Nare ve Şahin yıllarca birbirlerini ne kadar
sevseler de bir yanları hep birbirlerine kırgındı. Kırgın yanları, hep
birbirlerini suçladı. Şahin; Nare nasıl başkasıyla evlendi diye Nare’yi, Nare
neden onu içinde bulunduğu durumdan kurtarmadı diye Şahin’i suçladı. Suçladıkça
daha çok kırıldı. Kırıldıkça daha çok sevdi. Ne acıdır ki tarih tekerrür etti
ve hayat onlara birbirlerini anlamalarını sağlayacak bir başka acının içine
attı.
Kaya ve Zerrin. Nare’nin çok sevdiği küçük kardeşi
Kaya, Şahin’in kaderini yaşadı gözlerinin önünde. Şahin’in ise canı pahasına
koruyup kolladığı kız kardeşi Zerrin, senelerdir başkasıyla evlendiği için
öfkeli olduğu Nare ile aynı kaderi paylaştı. İkisi de engel olamadı. İkisi de
birbirlerine kızgın oldukları yanlarını belki de yıllar sonra ilk defa anladı.

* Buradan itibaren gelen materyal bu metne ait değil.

// Copyright (C) 2025, 2026 Orepool Developers (see AUTHORS)
//
// This file is part of Orepool
//
// Orepool is free software: you can redistribute it and/or modify it under
// the terms of the GNU General Public License as published by the Free
// Software Foundation, either version 3 of the License, or (at your option)
// any later version.
//
// Orepool is distributed in the hope that it will be useful, but WITHOUT ANY
// WARRANTY; without even the implied warranty of MERCHANTABILITY or FITNESS
// FOR A PARTICULAR PURPOSE. See the GNU General Public License for more details.
//
// You should have received a copy of the GNU General Public License along with
// Orepool. If not, see <https://www.gnu.org/licenses/>.

/// Column families strings defined in one place for type safety
#[derive(Debug, Clone, Copy, PartialEq, Eq, Hash)]
pub enum ColumnFamily {
    Miner,
    Share,
    Block,
    BlockIndex,
    Payment,
}

impl ColumnFamily {
    pub fn as_str(&self) -> &'static str {
        match self {
            ColumnFamily::Miner => "miner",
            ColumnFamily::Share => "share",
            ColumnFamily::Block => "block",
            ColumnFamily::BlockIndex => "block_index",
            ColumnFamily::Payment => "payment",
        }
    }

    pub fn all() -> [ColumnFamily; 5] {
        [
            ColumnFamily::Miner,
            ColumnFamily::Share,
            ColumnFamily::Block,
            ColumnFamily::BlockIndex,
            ColumnFamily::Payment,
        ]
    }
}

impl std::ops::Deref for ColumnFamily {
    type Target = str;

    fn deref(&self) -> &Self::Target {
        self.as_str()
    }
}

impl AsRef<str> for ColumnFamily {
    fn as_ref(&self) -> &str {
        self.as_str()
    }
}

impl From<ColumnFamily> for &'static str {
    fn from(val: ColumnFamily) -> Self {
        val.as_str()
    }
}

impl From<ColumnFamily> for String {
    fn from(val: ColumnFamily) -> Self {
        val.as_str().to_string()
    }
}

Buna dair bir sahne izlemedik ancak ben anladıklarını düşünüyorum. Şahin’in
Zerrin’i Demir’in konağından çıkarmaya gittiği sahnede Şahin’in bakışları öncesinde
Nare’nin evliliğine dair bir flashback izlememiş olsak da tanıdıktı. O
bakışları öncesinde mutlaka atmış olmalıydı. Geçmişin acısıyla kavuruluyor
gibiydi kalbi. Nare’yi kurtaramadın Şahin şimdi de Zerrin’i kurtaramıyorsun der
gibiydi. Kaya ve Zerrin ilişkisinin tabi ki Şahin ve Nare ilişkisinden birçok
farkı da var. Kaya’nın deli cesareti mesela. İlk bölümden beri iki erkek
karakter arasındaki bu farkı gözlemleyebiliyoruz. Kaya bir evin en küçük
oğluyken Şahin bir evin en büyük ve tek erkek çocuğu. Bu yüzden Nare’ye ne
kadar âşık olsa da hiçbir zaman aklına, kalbine estiği gibi davranamıyor çünkü
her daim omzuna yüklenen mecburiyetleri var.
“Benim gibi yaşayan ölüye döneceksin.”
“Benim gibi olursun...”
Nare ve Zerrin. Son bölümlerde ikisine ortak sahne
yazılmasına çok seviniyorum. Daha fazla ve daha samimi sahneleri olmasını da
çok isterim. Dizinin jeneriğinde de dediği gibi “Ben
susturulduğun söz hakkınım.” Nare aslında Zerrin’in susturulan söz hakkı.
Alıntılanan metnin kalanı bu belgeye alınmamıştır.